The new EU recovery fund is meant to address this fiasco, but money cannot solve the problem of distorted relative goods prices within the eurozone. Fixing it requires an open or real devaluation. But no one wants to talk about that. Instead, the EU’s strategy seems to be based on hope and prayer.
Given this situation, how is it possible that countries such as Italy or Spain can still borrow at essentially zero interest rates? Well, they have the ECB to thank for that. The Eurosystem’s total holdings of euro-denominated bonds has grown to €4.3 trillion, a disproportionate share of which is holdings of the more indebted euro area members’ bonds. Indeed, the Italian and French government bond markets, each comprising roughly € 2.4 trillion in total, both now exceed the German in overall size, which stands at roughly €2 trillion.
Growing legal challenges
This surge in debt is important because the ECB charter, part of the 1992 Maastricht Treaty which set the Economic and Monetary Union (EMU) in motion, specifies that the ECB’s holdings of euro area government debt should be proportionate, rather than skewed one way or another. A skew which favours one country over another would amount to a de facto form of fiscal policy support by favouring one or more countries over others – with implied lower borrowing costs and generous financing.
But the ECB has been doing this for years and has only accelerated its peripheral bond-buying with the myriad emergency bond purchasing facilities implemented of late, such as the APP and PEPP. It is a policy which has drawn increasing criticism and also legal action before the German Constitutional Court, the Bundesverfassungsgericht in Karlsruhe.
Last year, the Court ruled that the Bundesbank must clarify how it was that its participation in the Eurosystem was compatible with the ECB charter, given that this appeared not to be the case.

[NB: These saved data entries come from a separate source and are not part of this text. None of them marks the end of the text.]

//! Live collection listeners.
//!
//! A listener pushes the complete current collection once on registration and
//! again after every committed write to that collection. It follows a session
//! channel: while signed out it stays silent, and when the identity changes it
//! moves to the new user's partition.

use std::sync::Arc;

use serde::de::DeserializeOwned;
use tokio::sync::{broadcast::error::RecvError, watch};
use tokio::task::JoinHandle;

use super::{load_collection, DataAccess};
use crate::db::{CollectionPath, DocumentStore};
use crate::models::{ItemKind, Note, Todo};
use crate::session::SessionContext;

/// Owns a running listener. Dropping the handle stops it.
#[derive(Debug)]
pub struct SubscriptionHandle {
    task: JoinHandle<()>,
}

impl SubscriptionHandle {
    /// Stop the listener. No callback runs after this returns.
    pub fn unsubscribe(self) {
        self.task.abort();
    }

    pub fn is_active(&self) -> bool {
        !self.task.is_finished()
    }
}

impl Drop for SubscriptionHandle {
    fn drop(&mut self) {
        self.task.abort();
    }
}

impl DataAccess {
    /// Listen to the notes of whoever `sessions` says is signed in.
    pub fn subscribe_notes<F>(
        &self,
        sessions: watch::Receiver<Option<SessionContext>>,
        callback: F,
    ) -> SubscriptionHandle
    where
        F: Fn(Vec<Note>) + Send + Sync + 'static,
    {
        self.spawn_listener(ItemKind::Note, sessions, callback)
    }

    /// Listen to the todos of whoever `sessions` says is signed in.
    pub fn subscribe_todos<F>(
        &self,
        sessions: watch::Receiver<Option<SessionContext>>,
        callback: F,
    ) -> SubscriptionHandle
    where
        F: Fn(Vec<Todo>) + Send + Sync + 'static,
    {
        self.spawn_listener(ItemKind::Todo, sessions, callback)
    }

    /// Listen to one fixed user's notes.
    pub fn subscribe_notes_for<F>(&self, ctx: SessionContext, callback: F) -> SubscriptionHandle
    where
        F: Fn(Vec<Note>) + Send + Sync + 'static,
    {
        let (_tx, sessions) = watch::channel(Some(ctx));
        self.subscribe_notes(sessions, callback)
    }

    /// Listen to one fixed user's todos.
    pub fn subscribe_todos_for<F>(&self, ctx: SessionContext, callback: F) -> SubscriptionHandle
    where
        F: Fn(Vec<Todo>) + Send + Sync + 'static,
    {
        let (_tx, sessions) = watch::channel(Some(ctx));
        self.subscribe_todos(sessions, callback)
    }

    fn spawn_listener<T, F>(
        &self,
        kind: ItemKind,
        sessions: watch::Receiver<Option<SessionContext>>,
        callback: F,
    ) -> SubscriptionHandle
    where
        T: DeserializeOwned + Send + 'static,
        F: Fn(Vec<T>) + Send + Sync + 'static,
    {
        let store = self.store.clone();
        let task = tokio::spawn(run_listener(store, kind, sessions, callback));
        SubscriptionHandle { task }
    }
}

async fn run_listener<T, F>(
    store: Arc<dyn DocumentStore>,
    kind: ItemKind,
    mut sessions: watch::Receiver<Option<SessionContext>>,
    callback: F,
) where
    T: DeserializeOwned + Send + 'static,
    F: Fn(Vec<T>) + Send + Sync + 'static,
{
    // Once the sender is gone the session can no longer change.
    let mut sessions_open = true;
    let mut current = sessions.borrow_and_update().clone();

    loop {
        let Some(ctx) = current.clone() else {
            if !sessions_open || sessions.changed().await.is_err() {
                return;
            }
            current = sessions.borrow_and_update().clone();
            continue;
        };

        let path = CollectionPath::for_user(&ctx.user_id, kind);
        // Subscribe before the first snapshot so no write falls in between.
        let mut feed = store.changes();
        push_snapshot(store.as_ref(), &path, &callback).await;

        loop {
            tokio::select! {
                changed = sessions.changed(), if sessions_open => {
                    if changed.is_err() {
                        sessions_open = false;
                        continue;
                    }
                    let next = sessions.borrow_and_update().clone();
                    if next != current {
                        tracing::debug!(collection = %path, "Session changed, re-subscribing");
                        current = next;
                        break;
                    }
                }
                event = feed.recv() => match event {
                    Ok(change) if change.collection == path.as_str() => {
                        push_snapshot(store.as_ref(), &path, &callback).await;
                    }
                    Ok(_) => {}
                    Err(RecvError::Lagged(missed)) => {
                        tracing::warn!(collection = %path, missed, "Listener lagged, resending snapshot");
                        push_snapshot(store.as_ref(), &path, &callback).await;
                    }
                    Err(RecvError::Closed) => return,
                },
            }
        }
    }
}

async fn push_snapshot<T, F>(store: &dyn DocumentStore, path: &CollectionPath, callback: &F)
where
    T: DeserializeOwned,
    F: Fn(Vec<T>),
{
    match load_collection::<T>(store, path).await {
        Ok(items) => callback(items),
        Err(e) => tracing::warn!(collection = %path, "Failed to load snapshot: {}", e),
    }
}

#[cfg(test)]
mod tests {
    use std::time::Duration;

    use tokio::sync::mpsc;

    use crate::data::test_support::{data_access, session};
    use crate::models::{ItemKind, Note, UpdateNoteRequest};

    async fn next(rx: &mut mpsc::UnboundedReceiver<Vec<Note>>) -> Vec<Note> {
        tokio::time::timeout(Duration::from_secs(5), rx.recv())
            .await
            .expect("timed out waiting for snapshot")
            .expect("listener stopped")
    }

    async fn assert_quiet(rx: &mut mpsc::UnboundedReceiver<Vec<Note>>) {
        let waited = tokio::time::timeout(Duration::from_millis(200), rx.recv()).await;
        assert!(waited.is_err(), "unexpected snapshot");
    }

    #[tokio::test]
    async fn test_pushes_full_collection_on_every_change() {
        let (data, _dir) = data_access().await;
        let ctx = session("u1");
        let existing = data.create_note(&ctx, "existing", "").await.unwrap();

        let (tx, mut rx) = mpsc::unbounded_channel();
        let _handle = data.subscribe_notes_for(ctx.clone(), move |notes| {
            let _ = tx.send(notes);
        });

        let initial = next(&mut rx).await;
        assert_eq!(initial.len(), 1);
        assert_eq!(initial[0].id, existing);

        let added = data.create_note(&ctx, "added", "").await.unwrap();
        let snapshot = next(&mut rx).await;
        assert_eq!(snapshot.len(), 2);
        assert_eq!(snapshot[0].id, added);

        data.update_note(
            &ctx,
            &existing,
            &UpdateNoteRequest {
                title: Some("renamed".to_string()),
                ..Default::default()
            },
        )
        .await
        .unwrap();
        let snapshot = next(&mut rx).await;
        assert_eq!(snapshot.len(), 2);
        assert!(snapshot.iter().any(|n| n.title == "renamed"));

        data.delete(&ctx, ItemKind::Note, &added).await.unwrap();
        let snapshot = next(&mut rx).await;
        assert_eq!(snapshot.len(), 1);
    }

    #[tokio::test]
    async fn test_ignores_other_collections() {
        let (data, _dir) = data_access().await;
        let ctx = session("u1");

        let (tx, mut rx) = mpsc::unbounded_channel();
        let _handle = data.subscribe_notes_for(ctx.clone(), move |notes| {
            let _ = tx.send(notes);
        });
        assert!(next(&mut rx).await.is_empty());

        data.create_todo(&ctx, "todo", "x").await.unwrap();
        data.create_note(&session("someone-else"), "theirs", "")
            .await
            .unwrap();

        assert_quiet(&mut rx).await;
    }

    #[tokio::test]
    async fn test_follows_session_resolution() {
        let (data, _dir) = data_access().await;
        let alice = session("alice");
        data.create_note(&alice, "alice's", "").await.unwrap();

        let (session_tx, session_rx) = tokio::sync::watch::channel(None);
        let (tx, mut rx) = mpsc::unbounded_channel();
        let _handle = data.subscribe_notes(session_rx, move |notes| {
            let _ = tx.send(notes);
        });

        // Signed out: nothing is pushed, not even a guest partition.
        data.create_note(&session("guest"), "guest", "").await.unwrap();
        assert_quiet(&mut rx).await;

        session_tx.send_replace(Some(alice.clone()));
        let snapshot = next(&mut rx).await;
        assert_eq!(snapshot.len(), 1);
        assert_eq!(snapshot[0].title, "alice's");

        let bob = session("bob");
        data.create_note(&bob, "bob's", "").await.unwrap();
        session_tx.send_replace(Some(bob));
        let snapshot = next(&mut rx).await;
        assert_eq!(snapshot.len(), 1);
        assert_eq!(snapshot[0].title, "bob's");
    }

    #[tokio::test]
    async fn test_unsubscribe_stops_callbacks() {
        let (data, _dir) = data_access().await;
        let ctx = session("u1");

        let (tx, mut rx) = mpsc::unbounded_channel();
        let handle = data.subscribe_notes_for(ctx.clone(), move |notes| {
            let _ = tx.send(notes);
        });
        next(&mut rx).await;
        assert!(handle.is_active());

        handle.unsubscribe();
        data.create_note(&ctx, "after", "").await.unwrap();

        // The aborted task drops the callback, which closes the channel.
        let waited = tokio::time::timeout(Duration::from_secs(5), rx.recv())
            .await
            .expect("channel should close");
        assert!(waited.is_none());
    }
}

This was widely interpreted in the press as mostly a slap on the wrist, but popular opposition to seemingly endless German support for the periphery of one form or another continues to rise. The major political parties are on the defensive, with both extreme left and right gaining ground.
Nor is rising populism limited to Germany. Indeed, in Italy, Spain and France, populist politicians have been threatening the older, established parties for years. Marine Le Pen, a long-term Eurosceptic, is now leading incumbent President Emmanuel Macron in the most recent polls.
The fact is, the euro area is at its most politically unstable state in its history, and this even before a wave of inflation rolls in. Soaring global food and energy prices have already hit the United States and the UK, where consumer price inflation has surged to 5% and 2% year over year, respectively. Much more inflation is visible “in the pipeline” through producer prices, whose increases are pushing into the double-digits. It is only a matter of months before this global wave of inflation arrives at the euro area’s politically vulnerable shores.
How will the euro survive?
And so the question must be asked: how is the euro to survive, if the political foundations underneath it continue to erode and the economic imbalances only grow?
The fact is the euro may well not survive long term, but might there be a way in which to restructure it, so as to relieve the growing economic and political pressure on the single currency?
As it happens, some prominent euro area economists have tackled this question and offered a road map for what a general euro restructuring might look like, including Hans-Werner Sinn quoted above. He has proposed a restructuring in his 2012 book, The Euro Trap, and more recently, The Economics of TARGET Balances.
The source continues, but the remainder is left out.